This isn’t a spicy dish unless you want it to be. The red pepper flakes are optional. So it’s easy to adjust based on who’s eating. Cooking is quick – just a few minutes per side— but don’t skip the resting time. That’s where the steak finishes and the juices redistribute for maximum tenderness.
How to Make Marinated Flank Steak with Chimichurri
This recipe is surprisingly low effort considering how much flavor it delivers.
Start by whisking together olive oil, lime juice, orange juice, garlic, cumin, paprika, salt, pepper, and optional red pepper flakes. Pour it over the flank steak and let it marinate in the fridge for at least 2 hours. Six to 8 hours is even better.

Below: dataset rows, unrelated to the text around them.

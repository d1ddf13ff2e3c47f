use std::future::Future;
use std::time::Duration;

use anyhow::Context;
use sqlx::PgPool;
use sqlx::postgres::PgPoolOptions;

/// Connection attempts made at startup before giving up.
pub const CONNECT_ATTEMPTS: u32 = 5;

/// Run `connect` until it succeeds or `attempts` are spent, sleeping
/// `delay * attempt` in between. Services start alongside their database and
/// broker, which may not accept connections yet.
pub async fn connect_with_retry<T, E, F, Fut>(
    what: &str,
    attempts: u32,
    delay: Duration,
    mut connect: F,
) -> anyhow::Result<T>
where
    F: FnMut() -> Fut,
    Fut: Future<Output = Result<T, E>>,
    E: std::error::Error + Send + Sync + 'static,
{
    let attempts = attempts.max(1);
    let mut attempt = 1;
    loop {
        match connect().await {
            Ok(value) => return Ok(value),
            Err(e) if attempt < attempts => {
                tracing::warn!(service = what, attempt, error = %e, "Not reachable yet, retrying");
                tokio::time::sleep(delay * attempt).await;
                attempt += 1;
            }
            Err(e) => {
                return Err(anyhow::Error::new(e))
                    .with_context(|| format!("{} unreachable after {} attempts", what, attempts));
            }
        }
    }
}

/// Create a PostgreSQL pool and confirm it answers a query.
pub async fn create_pool(database_url: &str, max_connections: u32) -> anyhow::Result<PgPool> {
    let options = PgPoolOptions::new()
        .max_connections(max_connections)
        .acquire_timeout(Duration::from_secs(5));

    let pool = connect_with_retry("PostgreSQL", CONNECT_ATTEMPTS, Duration::from_secs(1), || {
        options.clone().connect(database_url)
    })
    .await?;
    sqlx::query("SELECT 1").execute(&pool).await?;

    tracing::info!(max_connections, "Connected to PostgreSQL");
    Ok(pool)
}

/// Apply the workspace migrations.
pub async fn migrate(pool: &PgPool) -> anyhow::Result<()> {
    sqlx::migrate!("../../migrations")
        .run(pool)
        .await
        .context("applying notification migrations")?;
    tracing::info!("Database migrations applied");
    Ok(())
}

#[cfg(test)]
mod tests {
    use super::*;
    use std::sync::atomic::{AtomicU32, Ordering};

    #[tokio::test]
    async fn test_connect_retries_until_success() {
        let calls = AtomicU32::new(0);
        let value = connect_with_retry("db", 5, Duration::from_millis(1), || {
            let n = calls.fetch_add(1, Ordering::SeqCst) + 1;
            async move {
                if n < 3 {
                    Err(std::io::Error::other("refused"))
                } else {
                    Ok(n)
                }
            }
        })
        .await
        .unwrap();

        assert_eq!(value, 3);
        assert_eq!(calls.load(Ordering::SeqCst), 3);
    }

    #[tokio::test]
    async fn test_connect_gives_up_after_attempts() {
        let calls = AtomicU32::new(0);
        let result: anyhow::Result<()> = connect_with_retry("broker", 2, Duration::from_millis(1), || {
            calls.fetch_add(1, Ordering::SeqCst);
            async { Err(std::io::Error::other("refused")) }
        })
        .await;

        let err = result.unwrap_err().to_string();
        assert_eq!(calls.load(Ordering::SeqCst), 2);
        assert!(err.contains("broker unreachable after 2 attempts"));
    }
}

While the steak marinates, make the chimichurri. Chop fresh parsley (and cilantro if you’re using it), and minced garlic. Mix everything with red wine vinegar, olive oil, salt, and pepper. Let the sauce sit at room temp to allow the flavors to meld.
When you’re ready to cook, preheat your grill to medium-high. Pat the steak dry and grill for about 4–6 minutes per side for medium-rare. Rest it for 5–10 minutes before slicing against the grain. Spoon chimichurri over the top and serve.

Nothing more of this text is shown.